Go through the entries below and print, exactly, the lines starting at the one with "clock at the expected" and ending at the one with "the mailbox; aborting", keeping both ends and no others.

===== INPUT FOR THIS TASK

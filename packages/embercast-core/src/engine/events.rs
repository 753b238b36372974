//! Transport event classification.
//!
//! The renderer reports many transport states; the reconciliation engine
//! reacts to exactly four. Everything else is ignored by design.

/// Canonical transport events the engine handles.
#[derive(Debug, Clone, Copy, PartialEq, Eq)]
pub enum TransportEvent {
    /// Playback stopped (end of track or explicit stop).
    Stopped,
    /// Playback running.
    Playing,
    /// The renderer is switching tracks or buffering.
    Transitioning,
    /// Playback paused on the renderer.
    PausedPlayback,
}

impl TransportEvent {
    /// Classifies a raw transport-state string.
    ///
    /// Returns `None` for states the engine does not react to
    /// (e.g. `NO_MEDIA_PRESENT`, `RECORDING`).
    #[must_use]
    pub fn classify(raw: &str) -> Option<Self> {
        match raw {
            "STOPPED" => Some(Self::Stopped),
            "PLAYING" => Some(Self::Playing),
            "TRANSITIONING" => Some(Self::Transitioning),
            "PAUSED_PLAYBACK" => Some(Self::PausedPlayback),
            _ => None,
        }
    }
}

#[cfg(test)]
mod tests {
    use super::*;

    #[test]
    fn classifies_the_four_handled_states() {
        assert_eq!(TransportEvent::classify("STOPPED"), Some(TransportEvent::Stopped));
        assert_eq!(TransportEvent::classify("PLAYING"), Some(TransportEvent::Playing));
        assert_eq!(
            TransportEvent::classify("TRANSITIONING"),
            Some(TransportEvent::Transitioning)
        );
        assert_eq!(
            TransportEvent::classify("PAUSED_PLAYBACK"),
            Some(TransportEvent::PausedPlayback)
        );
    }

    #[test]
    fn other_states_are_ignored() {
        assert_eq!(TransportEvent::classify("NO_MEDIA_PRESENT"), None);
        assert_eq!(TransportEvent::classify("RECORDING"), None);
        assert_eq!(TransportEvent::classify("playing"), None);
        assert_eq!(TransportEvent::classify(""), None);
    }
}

==========
===== INPUT FOR THIS TASK

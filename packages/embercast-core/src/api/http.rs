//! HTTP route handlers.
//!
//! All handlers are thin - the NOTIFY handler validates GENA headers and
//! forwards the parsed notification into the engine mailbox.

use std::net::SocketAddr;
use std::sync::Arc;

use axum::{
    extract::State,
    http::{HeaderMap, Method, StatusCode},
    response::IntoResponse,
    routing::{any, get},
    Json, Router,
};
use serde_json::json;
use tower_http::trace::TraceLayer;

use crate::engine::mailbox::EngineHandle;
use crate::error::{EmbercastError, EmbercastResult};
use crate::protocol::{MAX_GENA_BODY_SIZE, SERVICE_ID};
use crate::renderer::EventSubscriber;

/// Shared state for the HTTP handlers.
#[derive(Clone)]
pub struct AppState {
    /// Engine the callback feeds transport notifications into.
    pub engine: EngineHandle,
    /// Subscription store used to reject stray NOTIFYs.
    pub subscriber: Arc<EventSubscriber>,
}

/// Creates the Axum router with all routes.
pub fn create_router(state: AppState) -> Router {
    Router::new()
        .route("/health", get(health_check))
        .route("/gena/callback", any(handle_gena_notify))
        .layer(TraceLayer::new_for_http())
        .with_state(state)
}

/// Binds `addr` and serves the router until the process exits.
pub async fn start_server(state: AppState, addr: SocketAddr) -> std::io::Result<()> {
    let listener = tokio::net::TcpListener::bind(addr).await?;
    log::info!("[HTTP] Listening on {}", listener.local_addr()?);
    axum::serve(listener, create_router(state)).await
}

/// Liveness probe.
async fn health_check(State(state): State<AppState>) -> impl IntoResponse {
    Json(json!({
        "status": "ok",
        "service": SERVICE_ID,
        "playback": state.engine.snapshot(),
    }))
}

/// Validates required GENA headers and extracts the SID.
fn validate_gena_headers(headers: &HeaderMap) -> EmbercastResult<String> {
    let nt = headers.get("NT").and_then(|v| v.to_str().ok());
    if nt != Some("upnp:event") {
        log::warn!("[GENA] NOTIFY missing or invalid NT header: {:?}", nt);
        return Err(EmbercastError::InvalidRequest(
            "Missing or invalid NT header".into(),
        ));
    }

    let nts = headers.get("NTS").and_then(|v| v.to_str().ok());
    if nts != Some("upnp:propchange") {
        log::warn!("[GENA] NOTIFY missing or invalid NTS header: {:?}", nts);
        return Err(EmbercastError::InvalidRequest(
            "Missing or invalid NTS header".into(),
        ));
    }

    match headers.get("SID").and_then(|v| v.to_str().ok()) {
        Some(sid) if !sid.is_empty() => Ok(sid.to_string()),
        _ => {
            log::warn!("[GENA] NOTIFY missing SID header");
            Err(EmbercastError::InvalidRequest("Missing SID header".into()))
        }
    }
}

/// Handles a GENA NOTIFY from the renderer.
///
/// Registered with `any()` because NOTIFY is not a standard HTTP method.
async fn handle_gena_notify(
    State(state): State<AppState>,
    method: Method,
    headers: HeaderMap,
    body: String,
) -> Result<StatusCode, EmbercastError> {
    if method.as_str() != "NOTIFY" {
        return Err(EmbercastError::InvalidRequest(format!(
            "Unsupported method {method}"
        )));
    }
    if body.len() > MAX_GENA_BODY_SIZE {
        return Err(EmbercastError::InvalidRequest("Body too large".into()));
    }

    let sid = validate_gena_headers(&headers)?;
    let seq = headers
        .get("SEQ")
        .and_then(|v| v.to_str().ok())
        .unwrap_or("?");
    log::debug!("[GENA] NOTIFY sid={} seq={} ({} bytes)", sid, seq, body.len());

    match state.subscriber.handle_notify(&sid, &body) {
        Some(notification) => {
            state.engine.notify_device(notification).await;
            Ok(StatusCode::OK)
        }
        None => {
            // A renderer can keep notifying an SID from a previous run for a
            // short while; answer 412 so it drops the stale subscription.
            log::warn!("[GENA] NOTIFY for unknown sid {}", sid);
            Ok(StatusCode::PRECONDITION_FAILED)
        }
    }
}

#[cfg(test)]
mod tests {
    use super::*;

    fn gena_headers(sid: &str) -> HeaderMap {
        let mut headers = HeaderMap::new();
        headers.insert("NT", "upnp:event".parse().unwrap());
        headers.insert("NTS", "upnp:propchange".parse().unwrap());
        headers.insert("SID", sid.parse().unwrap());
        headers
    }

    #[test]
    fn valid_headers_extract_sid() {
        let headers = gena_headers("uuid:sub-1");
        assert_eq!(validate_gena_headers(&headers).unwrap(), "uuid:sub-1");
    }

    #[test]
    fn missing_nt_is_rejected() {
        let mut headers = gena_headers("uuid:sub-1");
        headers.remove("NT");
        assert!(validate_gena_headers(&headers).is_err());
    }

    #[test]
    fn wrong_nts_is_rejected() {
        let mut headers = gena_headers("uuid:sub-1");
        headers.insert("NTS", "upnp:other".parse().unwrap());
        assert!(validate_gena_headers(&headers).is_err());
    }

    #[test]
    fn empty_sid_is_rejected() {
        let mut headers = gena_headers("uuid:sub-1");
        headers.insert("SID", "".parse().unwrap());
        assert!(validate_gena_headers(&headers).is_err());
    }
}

==========
===== INPUT FOR THIS TASK

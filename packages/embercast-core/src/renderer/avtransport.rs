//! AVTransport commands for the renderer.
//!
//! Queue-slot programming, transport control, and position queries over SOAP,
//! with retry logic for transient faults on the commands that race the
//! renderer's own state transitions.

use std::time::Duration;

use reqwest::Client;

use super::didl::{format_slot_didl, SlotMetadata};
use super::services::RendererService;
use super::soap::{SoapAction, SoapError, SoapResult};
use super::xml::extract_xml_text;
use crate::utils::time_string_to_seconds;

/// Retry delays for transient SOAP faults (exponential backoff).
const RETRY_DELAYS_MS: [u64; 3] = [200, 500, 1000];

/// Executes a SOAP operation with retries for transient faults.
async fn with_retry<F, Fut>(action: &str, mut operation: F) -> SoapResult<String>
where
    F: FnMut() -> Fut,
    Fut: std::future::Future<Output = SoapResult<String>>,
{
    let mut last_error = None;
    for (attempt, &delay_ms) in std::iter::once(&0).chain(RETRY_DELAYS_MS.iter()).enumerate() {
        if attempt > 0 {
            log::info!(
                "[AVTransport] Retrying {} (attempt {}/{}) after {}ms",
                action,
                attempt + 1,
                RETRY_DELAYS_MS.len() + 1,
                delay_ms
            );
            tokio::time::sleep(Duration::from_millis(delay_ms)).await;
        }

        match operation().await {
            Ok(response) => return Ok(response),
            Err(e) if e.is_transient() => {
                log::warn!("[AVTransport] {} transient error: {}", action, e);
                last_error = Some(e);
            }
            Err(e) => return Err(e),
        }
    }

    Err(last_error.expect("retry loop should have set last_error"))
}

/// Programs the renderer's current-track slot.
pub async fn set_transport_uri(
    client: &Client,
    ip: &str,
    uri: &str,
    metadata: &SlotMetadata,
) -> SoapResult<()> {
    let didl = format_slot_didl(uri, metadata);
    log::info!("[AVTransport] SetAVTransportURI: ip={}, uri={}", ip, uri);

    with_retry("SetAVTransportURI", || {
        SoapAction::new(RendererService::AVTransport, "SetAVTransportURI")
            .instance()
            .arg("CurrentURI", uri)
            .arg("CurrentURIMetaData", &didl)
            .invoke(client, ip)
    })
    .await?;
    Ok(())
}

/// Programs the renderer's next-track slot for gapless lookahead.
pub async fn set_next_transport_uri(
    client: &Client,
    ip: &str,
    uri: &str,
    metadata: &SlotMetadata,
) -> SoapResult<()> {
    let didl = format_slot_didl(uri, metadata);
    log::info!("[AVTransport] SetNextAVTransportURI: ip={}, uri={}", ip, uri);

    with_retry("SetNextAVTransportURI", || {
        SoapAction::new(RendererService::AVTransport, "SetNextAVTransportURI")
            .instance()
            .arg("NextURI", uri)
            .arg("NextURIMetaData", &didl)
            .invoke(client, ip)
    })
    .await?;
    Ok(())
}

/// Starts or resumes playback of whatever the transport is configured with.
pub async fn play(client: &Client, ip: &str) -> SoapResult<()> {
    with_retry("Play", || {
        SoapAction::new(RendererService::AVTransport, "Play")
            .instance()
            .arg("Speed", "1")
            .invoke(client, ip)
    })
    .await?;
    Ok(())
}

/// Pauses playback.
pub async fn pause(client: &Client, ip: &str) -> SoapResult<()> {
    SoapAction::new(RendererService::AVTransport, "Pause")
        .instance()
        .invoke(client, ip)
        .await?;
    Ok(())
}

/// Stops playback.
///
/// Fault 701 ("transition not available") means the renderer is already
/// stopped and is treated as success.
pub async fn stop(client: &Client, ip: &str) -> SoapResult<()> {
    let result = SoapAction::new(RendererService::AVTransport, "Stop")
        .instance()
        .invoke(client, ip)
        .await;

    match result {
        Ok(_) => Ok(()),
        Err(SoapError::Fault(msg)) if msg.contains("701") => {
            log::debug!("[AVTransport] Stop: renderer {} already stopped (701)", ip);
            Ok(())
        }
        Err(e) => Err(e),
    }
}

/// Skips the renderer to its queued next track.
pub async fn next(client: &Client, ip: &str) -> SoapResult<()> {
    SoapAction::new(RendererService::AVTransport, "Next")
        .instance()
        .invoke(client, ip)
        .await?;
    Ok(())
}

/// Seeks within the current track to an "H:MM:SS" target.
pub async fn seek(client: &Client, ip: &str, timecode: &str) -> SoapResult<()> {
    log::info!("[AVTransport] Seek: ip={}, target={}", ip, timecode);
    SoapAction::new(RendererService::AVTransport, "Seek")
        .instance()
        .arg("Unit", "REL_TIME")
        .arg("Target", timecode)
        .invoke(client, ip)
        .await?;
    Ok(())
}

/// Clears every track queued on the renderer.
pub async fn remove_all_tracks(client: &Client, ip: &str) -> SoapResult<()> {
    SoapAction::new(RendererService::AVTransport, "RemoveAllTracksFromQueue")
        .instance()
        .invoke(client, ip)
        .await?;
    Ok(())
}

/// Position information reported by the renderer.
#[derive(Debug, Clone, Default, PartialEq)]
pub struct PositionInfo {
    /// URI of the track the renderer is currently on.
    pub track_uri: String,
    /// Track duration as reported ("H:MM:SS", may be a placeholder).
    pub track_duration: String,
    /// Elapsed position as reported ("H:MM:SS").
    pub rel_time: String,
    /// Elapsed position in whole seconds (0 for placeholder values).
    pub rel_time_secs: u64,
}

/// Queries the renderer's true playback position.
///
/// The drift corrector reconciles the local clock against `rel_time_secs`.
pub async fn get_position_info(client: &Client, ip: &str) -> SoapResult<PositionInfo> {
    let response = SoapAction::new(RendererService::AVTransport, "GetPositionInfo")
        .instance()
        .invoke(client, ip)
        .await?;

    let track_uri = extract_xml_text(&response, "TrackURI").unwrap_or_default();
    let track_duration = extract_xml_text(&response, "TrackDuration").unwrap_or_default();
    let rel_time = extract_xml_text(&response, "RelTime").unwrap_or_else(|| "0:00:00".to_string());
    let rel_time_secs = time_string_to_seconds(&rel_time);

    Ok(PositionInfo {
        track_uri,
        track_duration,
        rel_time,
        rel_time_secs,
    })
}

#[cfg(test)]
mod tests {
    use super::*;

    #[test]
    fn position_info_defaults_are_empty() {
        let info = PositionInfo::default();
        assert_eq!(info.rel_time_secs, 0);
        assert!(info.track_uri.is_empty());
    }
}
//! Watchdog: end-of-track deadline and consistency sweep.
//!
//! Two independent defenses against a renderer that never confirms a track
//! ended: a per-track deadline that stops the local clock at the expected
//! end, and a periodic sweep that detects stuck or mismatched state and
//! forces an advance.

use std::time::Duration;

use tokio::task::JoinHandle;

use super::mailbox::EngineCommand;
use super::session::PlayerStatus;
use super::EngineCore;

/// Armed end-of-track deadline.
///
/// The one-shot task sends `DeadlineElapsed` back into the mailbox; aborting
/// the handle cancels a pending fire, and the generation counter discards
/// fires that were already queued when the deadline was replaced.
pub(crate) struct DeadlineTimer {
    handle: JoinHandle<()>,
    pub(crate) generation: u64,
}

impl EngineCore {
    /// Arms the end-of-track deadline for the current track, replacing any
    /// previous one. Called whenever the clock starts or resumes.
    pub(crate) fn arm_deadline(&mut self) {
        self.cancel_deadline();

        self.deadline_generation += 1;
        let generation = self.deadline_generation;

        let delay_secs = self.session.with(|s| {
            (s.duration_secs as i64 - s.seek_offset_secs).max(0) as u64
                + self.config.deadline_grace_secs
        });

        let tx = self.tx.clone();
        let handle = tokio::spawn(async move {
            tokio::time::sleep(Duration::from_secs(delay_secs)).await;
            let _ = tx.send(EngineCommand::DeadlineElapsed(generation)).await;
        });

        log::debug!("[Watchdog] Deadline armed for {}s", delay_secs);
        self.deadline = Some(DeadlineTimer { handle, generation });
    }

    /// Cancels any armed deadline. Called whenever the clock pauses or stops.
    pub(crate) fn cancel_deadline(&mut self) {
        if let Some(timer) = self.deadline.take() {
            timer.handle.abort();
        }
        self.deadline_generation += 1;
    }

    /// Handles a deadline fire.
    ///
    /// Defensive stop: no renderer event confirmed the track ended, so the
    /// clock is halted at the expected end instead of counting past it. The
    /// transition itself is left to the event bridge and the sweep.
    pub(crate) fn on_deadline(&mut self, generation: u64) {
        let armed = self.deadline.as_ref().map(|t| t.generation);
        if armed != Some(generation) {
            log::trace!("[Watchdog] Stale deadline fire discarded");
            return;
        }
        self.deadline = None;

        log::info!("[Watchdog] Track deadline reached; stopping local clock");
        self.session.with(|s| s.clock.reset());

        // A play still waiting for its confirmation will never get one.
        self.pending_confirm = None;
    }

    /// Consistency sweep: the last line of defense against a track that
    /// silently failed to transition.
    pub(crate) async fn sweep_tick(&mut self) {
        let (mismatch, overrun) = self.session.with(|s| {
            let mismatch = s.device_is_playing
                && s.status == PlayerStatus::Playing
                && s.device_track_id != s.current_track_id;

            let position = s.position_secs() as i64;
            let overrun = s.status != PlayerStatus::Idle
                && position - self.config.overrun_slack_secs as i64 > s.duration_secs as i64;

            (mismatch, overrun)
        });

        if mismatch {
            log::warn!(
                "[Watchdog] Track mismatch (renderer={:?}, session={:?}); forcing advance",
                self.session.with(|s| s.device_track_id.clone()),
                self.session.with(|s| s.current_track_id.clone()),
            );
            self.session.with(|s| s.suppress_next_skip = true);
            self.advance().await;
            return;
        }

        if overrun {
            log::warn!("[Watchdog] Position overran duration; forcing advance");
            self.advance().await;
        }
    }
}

==========

▸ ANSWER BOX:
//! ended: a per-track deadline that stops the local clock at the expected
//! end, and a periodic sweep that detects stuck or mismatched state and
//! forces an advance.

use std::time::Duration;

use tokio::task::JoinHandle;

use super::mailbox::EngineCommand;
use super::session::PlayerStatus;
use super::EngineCore;

/// Armed end-of-track deadline.
///
/// The one-shot task sends `DeadlineElapsed` back into the mailbox; aborting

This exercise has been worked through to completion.